IN THE SUPREME COURT OF TEXAS 444444444444 NO. 18-0595 444444444444

CHERLYN BETHEL, INDIVIDUALLY AND AS THE REPRESENTATIVE OF THE ESTATE OF RONALD J. BETHEL, DECEASED, PETITIONER,

v.

QUILLING, SELANDER, LOWNDS, WINSLETT & MOSER, P.C., AND JAMES H. MOODY, III, RESPONDENTS 4444444444444444444444444444444444444444444444444444 ON PETITION FOR REVIEW FROM THE COURT OF APPEALS FOR THE FIFTH DISTRICT OF TEXAS 4444444444444444444444444444444444444444444444444444

Argued November 7, 2019

JUSTICE DEVINE delivered the opinion of the Court.

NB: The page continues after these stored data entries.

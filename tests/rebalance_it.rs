use rand::{SeedableRng, rngs::StdRng};
use rebalancer::prelude::*;

mod common;

// ================================================================================================
// Episodes
// ================================================================================================

#[test]
fn all_hold_episode_ends_at_initial_investment() {
    // Arrange
    let mut env = common::scenario_env(1_000.0);
    let scaler = StandardScaler::fit_from_random_play(&env, &mut StdRng::seed_from_u64(1)).unwrap();
    let mut agent = HoldAgent::new(env.action_space());

    // Act
    let value = run_episode(&mut agent, &mut env, &scaler, RunMode::Test, 32).unwrap();

    // Assert
    assert_eq!(value, 1_000.0);
    assert_eq!(env.current_step(), 3);
    assert_eq!(env.units_owned().sum(), 0.0);
}

#[test]
fn random_play_never_overdraws_cash() {
    let mut env = common::scenario_env(1_000.0);
    let scaler = StandardScaler::fit_from_random_play(&env, &mut StdRng::seed_from_u64(2)).unwrap();
    let mut agent = RandomAgent::new(env.action_space().clone(), Some(3));

    let values = run_episodes(&mut agent, &mut env, &scaler, RunMode::Test, 50, 32).unwrap();

    assert_eq!(values.len(), 50);
    assert!(values.values().iter().all(|v| *v > 0.0));
    assert!(env.cash() >= 0.0);
}

#[test]
fn dqn_agent_learns_through_the_driver() {
    // Arrange
    let mut env = common::scenario_env(1_000.0);
    let scaler = StandardScaler::fit_from_random_play(&env, &mut StdRng::seed_from_u64(4)).unwrap();
    let cfg = DqnConfig::default().with_seed(5);
    let mut agent = DqnAgent::new(env.observation_dim(), env.action_space().len(), cfg).unwrap();

    // Act
    run_episodes(&mut agent, &mut env, &scaler, RunMode::Train, 10, 8).unwrap();

    // Assert: 10 episodes x 3 steps, replay starts once 8 transitions are stored
    assert_eq!(agent.memory().len(), 30);
    let replays = 30 - 8 + 1;
    let expected = DqnConfig::default().epsilon_decay.powi(replays);
    assert!((agent.epsilon() - expected).abs() < 1e-12);
}

// ================================================================================================
// Train / Test Runs
// ================================================================================================

#[test]
fn csv_fixture_loads_with_unit_names() {
    let valuations = Valuations::from_csv(&common::fixture_path()).unwrap();

    assert_eq!(valuations.n_steps(), 10);
    assert_eq!(valuations.n_units(), 3);
    assert_eq!(valuations.unit_names(), ["grid_a", "grid_b", "grid_c"]);

    let (train, test) = valuations.split(0.5).unwrap();
    assert_eq!(train.n_steps(), 5);
    assert_eq!(test.n_steps(), 5);
}

#[test]
fn test_run_without_artifacts_fails_before_any_work() {
    // Arrange
    let dir = common::scratch_dir("missing");
    let cfg = common::small_run_config(&dir);

    // Act
    let result = run(&cfg, RunMode::Test);

    // Assert
    assert!(matches!(
        result,
        Err(RebalancerError::Io(IoError::MissingArtifact(_)))
    ));
    assert!(!cfg.rewards_dir.exists(), "No report may be written");
    let _ = std::fs::remove_dir_all(dir);
}

#[test]
fn train_then_test_round_trip() {
    // Arrange
    let dir = common::scratch_dir("round-trip");
    let cfg = common::small_run_config(&dir);
    let store = ArtifactStore::new(&cfg.models_dir);

    // Act: train
    let train_values = run(&cfg, RunMode::Train).unwrap();

    // Assert: artifacts and report exist
    assert_eq!(train_values.len(), 3);
    assert!(store.model_path().is_file());
    assert!(store.scaler_path().is_file());
    assert!(cfg.rewards_dir.join("train.csv").is_file());

    // Act: test on the held-out rows with the stored artifacts
    let test_values = run(&cfg, RunMode::Test).unwrap();

    // Assert
    assert_eq!(test_values.mode(), RunMode::Test);
    assert_eq!(test_values.len(), 3);
    assert!(cfg.rewards_dir.join("test.csv").is_file());
    assert!(test_values.values().iter().all(|v| v.is_finite() && *v > 0.0));

    let _ = std::fs::remove_dir_all(dir);
}
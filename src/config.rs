use std::path::{Path, PathBuf};

use serde::{Deserialize, Serialize};

use crate::{
    agent::dqn::DqnConfig,
    error::{DataError, EnvError, RebalancerResult},
    gym::rebalance::config::{DEFAULT_INITIAL_INVESTMENT, EnvConfig},
    io,
};

pub const DEFAULT_DATA_PATH: &str = "data.csv";
pub const DEFAULT_MODELS_DIR: &str = "rl_rebalancer_models";
pub const DEFAULT_REWARDS_DIR: &str = "rl_rebalancer_rewards";
pub const DEFAULT_EPISODES: usize = 2_000;
pub const DEFAULT_BATCH_SIZE: usize = 32;
pub const DEFAULT_TRAIN_FRACTION: f64 = 0.5;

/// Everything a train or test run needs, loadable from JSON.
///
/// Missing fields fall back to their defaults, so a config file only has to name what it
/// changes.
#[derive(Debug, Clone, PartialEq, Serialize, Deserialize)]
#[serde(default)]
pub struct RunConfig {
    /// CSV of valuations: header row, one column per unit, one row per time step.
    pub data_path: PathBuf,
    pub models_dir: PathBuf,
    pub rewards_dir: PathBuf,
    pub episodes: usize,
    pub batch_size: usize,
    pub initial_investment: f64,
    /// Share of leading rows used for training; the rest is held out for testing.
    pub train_fraction: f64,
    pub dqn: DqnConfig,
    /// Overrides `dqn.seed` when set.
    pub seed: Option<u64>,
}

impl Default for RunConfig {
    fn default() -> Self {
        Self {
            data_path: PathBuf::from(DEFAULT_DATA_PATH),
            models_dir: PathBuf::from(DEFAULT_MODELS_DIR),
            rewards_dir: PathBuf::from(DEFAULT_REWARDS_DIR),
            episodes: DEFAULT_EPISODES,
            batch_size: DEFAULT_BATCH_SIZE,
            initial_investment: DEFAULT_INITIAL_INVESTMENT,
            train_fraction: DEFAULT_TRAIN_FRACTION,
            dqn: DqnConfig::default(),
            seed: None,
        }
    }
}

impl RunConfig {
    pub fn from_file(path: &Path) -> RebalancerResult<Self> {
        let cfg: Self = io::load(path)?;
        cfg.validate()?;
        Ok(cfg)
    }

    pub fn with_data_path(self, data_path: impl Into<PathBuf>) -> Self {
        Self {
            data_path: data_path.into(),
            ..self
        }
    }

    pub fn with_models_dir(self, models_dir: impl Into<PathBuf>) -> Self {
        Self {
            models_dir: models_dir.into(),
            ..self
        }
    }

    pub fn with_rewards_dir(self, rewards_dir: impl Into<PathBuf>) -> Self {
        Self {
            rewards_dir: rewards_dir.into(),
            ..self
        }
    }

    pub fn with_episodes(self, episodes: usize) -> Self {
        Self { episodes, ..self }
    }

    pub fn with_batch_size(self, batch_size: usize) -> Self {
        Self { batch_size, ..self }
    }

    pub fn with_initial_investment(self, initial_investment: f64) -> Self {
        Self {
            initial_investment,
            ..self
        }
    }

    pub fn with_train_fraction(self, train_fraction: f64) -> Self {
        Self {
            train_fraction,
            ..self
        }
    }

    pub fn with_dqn(self, dqn: DqnConfig) -> Self {
        Self { dqn, ..self }
    }

    pub fn with_seed(self, seed: u64) -> Self {
        Self {
            seed: Some(seed),
            ..self
        }
    }

    pub fn env_config(&self) -> EnvConfig {
        EnvConfig::default().with_initial_investment(self.initial_investment)
    }

    /// Agent configuration with the run-level seed applied.
    pub fn agent_config(&self) -> DqnConfig {
        match self.seed {
            Some(seed) => self.dqn.with_seed(seed),
            None => self.dqn,
        }
    }

    pub fn validate(&self) -> RebalancerResult<()> {
        if self.episodes == 0 {
            return Err(EnvError::InvalidConfig("episodes must be positive".to_string()).into());
        }
        if self.batch_size == 0 {
            return Err(EnvError::InvalidConfig("batch_size must be positive".to_string()).into());
        }
        if !(self.train_fraction > 0.0 && self.train_fraction < 1.0) {
            return Err(DataError::InvalidSplit(self.train_fraction).into());
        }
        self.env_config().validate()?;
        self.agent_config().validate()
    }
}
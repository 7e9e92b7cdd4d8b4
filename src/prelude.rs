// 1. Traits
pub use crate::agent::Agent;
pub use crate::gym::Env;

// 2. The Core "Loop" Types
pub use crate::agent::RunMode;
pub use crate::gym::rebalance::{
    action::{ActionId, Orders, TradeAction},
    action_space::ActionSpace,
    config::EnvConfig,
    env::{Environment, StepInfo},
    observation::Observation,
};
pub use crate::gym::{Reward, StepOutcome};
pub use crate::session::{run, run_episode, run_episodes};

// 3. Agents & Learning
pub use crate::agent::baseline::{HoldAgent, RandomAgent};
pub use crate::agent::dqn::{DqnAgent, DqnConfig};
pub use crate::agent::network::NetworkConfig;
pub use crate::agent::replay_buffer::{ReplayBuffer, Transition};
pub use crate::math::scaler::StandardScaler;

// 4. Data, Configuration & Artifacts
pub use crate::config::RunConfig;
pub use crate::data::valuations::Valuations;
pub use crate::io::ArtifactStore;
pub use crate::report::{PortfolioValues, Summary};

// 5. Errors
pub use crate::error::{
    AgentError, DataError, EnvError, IoError, RebalancerError, RebalancerResult, SystemError,
};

This case presents two issues: first, whether an affirmative defense may be the basis of a

Rule 91a motion to dismiss; and second, whether the alleged destruction of evidence is an action

“taken in connection with representing a client in litigation,” thus entitling the respondent attorneys

to attorney immunity. We join the court of appeals in concluding that Rule 91a permits dismissal

based on an affirmative defense. See 581 S.W.3d 306, 310 (Tex. App.—Dallas 2018). We also

agree with the court of appeals that, on the facts of this case, the respondent attorneys are entitled

to attorney immunity. See id. at 311-13. Accordingly, we affirm. I

Petitioner Cherlyn Bethel’s husband, Ronald, tragically died in a car accident while towing

a trailer. Bethel sued the trailer’s manufacturer, alleging that the trailer’s faulty brakes caused the

accident. Law firm Quilling, Selander, Lownds, Winslett & Moser, as well as attorney James

“Hamp” Moody (collectively, Quilling), represented the manufacturer in the lawsuit. Bethel alleges

that Quilling intentionally destroyed key evidence in the case by disassembling and testing the

trailer’s brakes before Bethel had the opportunity to either examine them or document their original

condition.

Bethel sued Quilling for, among other things, fraud, trespass to chattel, and conversion.1

Quilling moved to dismiss the case under Texas Rule of Civil Procedure 91a, arguing that it was

entitled to attorney immunity as to all of Bethel’s claims. The trial court granted Quilling’s motion

and dismissed the case. Bethel appealed, arguing that (1) affirmative defenses, such as attorney

immunity, cannot be the basis of a Rule 91a dismissal, and (2) attorney immunity did not protect

Quilling’s conduct.

The court of appeals affirmed. 581 S.W.3d 306. First, the court of appeals concluded that

attorney immunity could be the basis of a Rule 91a motion because the allegations in Bethel’s

pleadings established Quilling’s entitlement to the defense. Id. at 309–10. Second, the court of

appeals reasoned that Quilling’s actions, while possibly wrongful, were the “kinds of actions” that

are part of an attorney’s duties in representing a client in litigation. Id. at 311–13. Thus, the court

1 Bethel also sued the experts who conducted Quilling’s examination but later nonsuited them to perfect this appeal. 581 S.W.3d 306, 309.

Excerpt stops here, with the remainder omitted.